There were 719 households, out of which 47.8% had children under the age of 18 living with them, 73.2% were married couples living together, 6.8% had a female householder with no husband present, and 16.8% were non-families. 11.8% of all households were made up of individuals, and 2.2% had someone living alone who was 65 years of age or older. The average household size was 3.05 and the average family size was 3.34.

In the village, the population was spread out, with 31.5% under the age of 18, 7.1% from 18 to 24, 35.2% from 25 to 44, 22.3% from 45 to 64, and 3.9% who were 65 years of age or older. The median age was 34 years. For every 100 females, there were 102.4 males. For every 100 females age 18 and over, there were 99.9 males.

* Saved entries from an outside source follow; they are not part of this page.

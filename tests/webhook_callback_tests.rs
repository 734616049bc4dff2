#[cfg(test)]
mod webhook_callback_tests {
    use billfold_backend::gateways::easypay::{EasyPayConfig, EasyPayGateway};
    use billfold_backend::gateways::signature::{compute_callback_hash, verify_callback_hash};
    use billfold_backend::gateways::types::WalletStatus;
    use billfold_backend::services::webhook_processor::CallbackOutcome;

    const SECRET: &str = "wallet-secret";
    const DOMAIN: &str = "billing.example.com";

    fn gateway() -> EasyPayGateway {
        EasyPayGateway::new(EasyPayConfig {
            merchant_id: "store_1".to_string(),
            secret: SECRET.to_string(),
            base_url: "https://api.easypay.example".to_string(),
            domain: DOMAIN.to_string(),
            timeout_secs: 5,
        })
        .expect("gateway should build")
    }

    #[test]
    fn signature_accepts_iff_hash_matches() {
        let hash = compute_callback_hash(SECRET, "ord_1", "E", DOMAIN);

        assert!(verify_callback_hash(SECRET, "ord_1", "E", DOMAIN, &hash));

        // any single changed input must flip the verdict
        assert!(!verify_callback_hash(SECRET, "ord_2", "E", DOMAIN, &hash));
        assert!(!verify_callback_hash(SECRET, "ord_1", "C", DOMAIN, &hash));
        assert!(!verify_callback_hash(SECRET, "ord_1", "E", "other.example", &hash));
        assert!(!verify_callback_hash("other-secret", "ord_1", "E", DOMAIN, &hash));
        assert!(!verify_callback_hash(SECRET, "ord_1", "E", DOMAIN, "deadbeef"));
        assert!(!verify_callback_hash(SECRET, "ord_1", "E", DOMAIN, ""));

        // not even a whitespace-padded copy of the right digest
        let padded = format!(" {}\n", hash);
        assert!(!verify_callback_hash(SECRET, "ord_1", "E", DOMAIN, &padded));
    }

    #[test]
    fn gateway_verification_uses_order_domain() {
        let gateway = gateway();
        let hash = compute_callback_hash(SECRET, "ord_7", "E", DOMAIN);

        assert!(gateway.verify_callback("ord_7", "E", DOMAIN, &hash));
        assert!(!gateway.verify_callback("ord_7", "E", "spoofed.example", &hash));
    }

    #[test]
    fn status_code_mapping_table() {
        let cases = [
            ("E", "paid", "paid"),
            ("R", "failed", "failed"),
            ("X", "failed", "failed"),
            ("C", "void", "void"),
            ("Z", "pending", "pending"),
            ("", "pending", "pending"),
            ("EE", "pending", "pending"),
        ];

        for (code, invoice_status, payment_status) in cases {
            let status = WalletStatus::from_code(code);
            assert_eq!(status.invoice_status(), invoice_status, "code {:?}", code);
            assert_eq!(status.payment_status(), payment_status, "code {:?}", code);
        }
    }

    #[test]
    fn only_documented_codes_are_terminal() {
        for code in ["E", "R", "X", "C"] {
            assert!(WalletStatus::from_code(code).is_terminal());
        }
        for code in ["", "P", "e", "other"] {
            assert!(!WalletStatus::from_code(code).is_terminal());
        }
    }

    #[test]
    fn callback_outcome_serializes_with_tag() {
        let processed = CallbackOutcome::Processed {
            payment_status: "paid".to_string(),
            invoice_status: "paid".to_string(),
        };
        let value = serde_json::to_value(&processed).expect("serialize");
        assert_eq!(value["outcome"], "processed");
        assert_eq!(value["payment_status"], "paid");

        let replay = serde_json::to_value(CallbackOutcome::AlreadyProcessed).expect("serialize");
        assert_eq!(replay["outcome"], "already_processed");
    }

    #[test]
    fn hash_is_hex_encoded_sha256_length() {
        let hash = compute_callback_hash(SECRET, "ord_1", "E", DOMAIN);
        assert_eq!(hash.len(), 64);
        assert!(hash.chars().all(|c| c.is_ascii_hexdigit()));
    }
}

The median income for a household in the village was $68,182, and the median income for a family was $70,875. Males had a median income of $52,051 versus $30,508 for females. The per capita income for the village was $26,397. About 3.9% of families and 5.0% of the population were below the poverty line, including 4.2% of those under age 18 and 4.3% of those age 65 or over.

Historical population
| Census | Pop. | Note | %± |
| 1960 | 213 |  | — |
| 1970 | 476 |  | 123.5% |
| 1980 | 1,255 |  | 163.7% |
| 1990 | 1,498 |  | 19.4% |
| 2000 | 2,194 |  | 46.5% |
| 2010 | 2,083 |  | −5.1% |
| 2020 | 2,076 |  | −0.3% |
U.S. Decennial Census 2010 2020

==Proposed natural gas power plant==
During the summer of 2014, the residents of Oakwood Hills and surrounding communities voiced their concerns about the creation of a power plant, by Northland Power and Enventure Partners, on property just north of the village. A group of concerned citizens hired expert Robert G. Abboud to create an impact assessment of the proposed project. The report emphasized risks to groundwater, air quality, and noise issues, among others as to why the project needed to be further studied.